The logging industry was booming in the mid-seventies, and Mark found work as a choke setter for cedar mills in Forks and La Push. He also split cedar shakes. It was dangerous work, but he was young and very strong.
 
Clallam County is a triangle of land, located in the far northwest corner of the Olympic Peninsula. It is surrounded by the seathe Pacific Ocean to the west and the Strait of Juan de Fuca to the north. The area is misted with fog and rain, its heroes are lumberjacks and fishermen. Mark Biggins worked hard and made a good living in Forks.
 
He rented a cabin and settled into the life of a woodsman and logger. A year later, Mark met a striking town girl named Annie, * who was eighteen and nearly as tall as he. They fell in love and began a complicated and chaotic relationship. Mark and Annie would be connected through the next fourteen years, perhaps for the rest of their lives.
 
However, theirs would not be an idyllic love story.
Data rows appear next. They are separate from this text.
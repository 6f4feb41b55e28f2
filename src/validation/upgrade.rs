use async_trait::async_trait;
use thiserror::Error;

use crate::capability::Version;

/// Supplies the version and transition graph the backend reports for a deployment.
#[async_trait]
pub trait VersionSource: Send + Sync {
    /// Returns `Ok(None)` when the backend reports no version entry at all.
    async fn fetch_deployment_version(
        &self,
        instance_id: &str,
        location: &str,
    ) -> anyhow::Result<Option<Version>>;
}

#[derive(Debug, Error)]
pub enum UpgradeError {
    #[error("no available upgrade versions for version {old_version}")]
    NoUpgradeVersions { old_version: String },

    #[error("{new_version} is not a valid upgrade version. Allowed versions: {}", .allowed.join(", "))]
    InvalidVersion {
        new_version: String,
        allowed: Vec<String>,
    },

    #[error("skipping backup is not allowed when upgrading to version {new_version}")]
    SkipBackupNotAllowed { new_version: String },

    /// Eligibility could not be determined. Carries the source error unchanged.
    #[error(transparent)]
    Fetch(anyhow::Error),
}

impl UpgradeError {
    /// True when the deployment was inspected and the request was rejected.
    pub fn is_validation_failure(&self) -> bool {
        !matches!(self, UpgradeError::Fetch(_))
    }
}

/// Check an upgrade request against an already fetched version.
pub fn check_upgrade(
    version: Option<&Version>,
    old_version: &str,
    new_version: &str,
    skip_backup: bool,
) -> Result<(), UpgradeError> {
    let version = match version {
        Some(v) if v.has_upgrade_versions() => v,
        _ => {
            return Err(UpgradeError::NoUpgradeVersions {
                old_version: old_version.to_string(),
            })
        }
    };

    if !version.is_version_upgrade_allowed(new_version) {
        return Err(UpgradeError::InvalidVersion {
            new_version: new_version.to_string(),
            allowed: version.allowed_versions(),
        });
    }

    if skip_backup && !version.is_skip_backup_upgrade_allowed(new_version) {
        return Err(UpgradeError::SkipBackupNotAllowed {
            new_version: new_version.to_string(),
        });
    }

    Ok(())
}

/// Gates version upgrades on the capability data of the live deployment.
pub struct UpgradeValidator<S> {
    source: S,
}

impl<S: VersionSource> UpgradeValidator<S> {
    pub fn new(source: S) -> Self {
        Self { source }
    }

    pub async fn validate_upgrade_version(
        &self,
        instance_id: &str,
        location: &str,
        old_version: &str,
        new_version: &str,
        skip_backup: bool,
    ) -> Result<(), UpgradeError> {
        let version = self
            .source
            .fetch_deployment_version(instance_id, location)
            .await
            .map_err(UpgradeError::Fetch)?;

        check_upgrade(version.as_ref(), old_version, new_version, skip_backup)
    }
}

#[async_trait]
impl<T: VersionSource + ?Sized> VersionSource for std::sync::Arc<T> {
    async fn fetch_deployment_version(
        &self,
        instance_id: &str,
        location: &str,
    ) -> anyhow::Result<Option<Version>> {
        (**self).fetch_deployment_version(instance_id, location).await
    }
}

#[async_trait]
impl<T: VersionSource + ?Sized> VersionSource for &T {
    async fn fetch_deployment_version(
        &self,
        instance_id: &str,
        location: &str,
    ) -> anyhow::Result<Option<Version>> {
        (**self).fetch_deployment_version(instance_id, location).await
    }
}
Their goals were different, but, unhappily, one of the things they did share was a weakness for alcohol. At first, neither of them recognized the danger signs of addiction.

Once Mark Biggins had a home of his own up in the woods country, he was generous in sharing it. One of his friends from St. Cloud, Glenn Jansen, moved to Forks, looking for work. But the Marine Corps veteran had picked the wrong time to arrive in town, in July of 1978, most jobs in the forest were shut down because of the threat of fires in the woods due to a record-breaking hot, dry summer. Glenn was camping out and near the end of his cash reserves when Mark offered help. “I was living in a tent as fall approached, “ Jansen remembered. “Mark helped me find odd jobs at some of the cedar shake mills. He also gave me food for a few weeks when my money ran out.”
 
Mark Biggins found a cabin in La Push that Jansen could afford. “He was a godsend to me that summer and I am forever in his debt for his helping hand, “ Jansen wrote one day, remembering their friendship. The two young men became fast friends.
 
Helping out those who were temporarily down on their luck wasn’t unusual for Mark. He was a man who seemed to feel an obligation to look after anyone who had hit a rough patch.

When Pete Shelkin’s girlfriend broke up with him just as their travels brought them to Forks, the Virginia native found himself alone in the isolated logging town thousands of miles from home.

Mark befriended Pete, found him a job, and even shared his own home until Pete was able to afford his own apartment. Logging was not the ultimate career choice for Mark Biggins. Even though he made excellent money in the mills during the late seventies, he had never planned to abandon his education. Once he had found his equilibrium, he knew what he wanted to do with his life. In 1980, he obtained student loans that allowed him to attend Evergreen State College. It was a point of pride with him to keep current on his loans, so he lived in Olympia, but traveled the
 
130 miles to Forks and logged during his summer and Christmas vacations.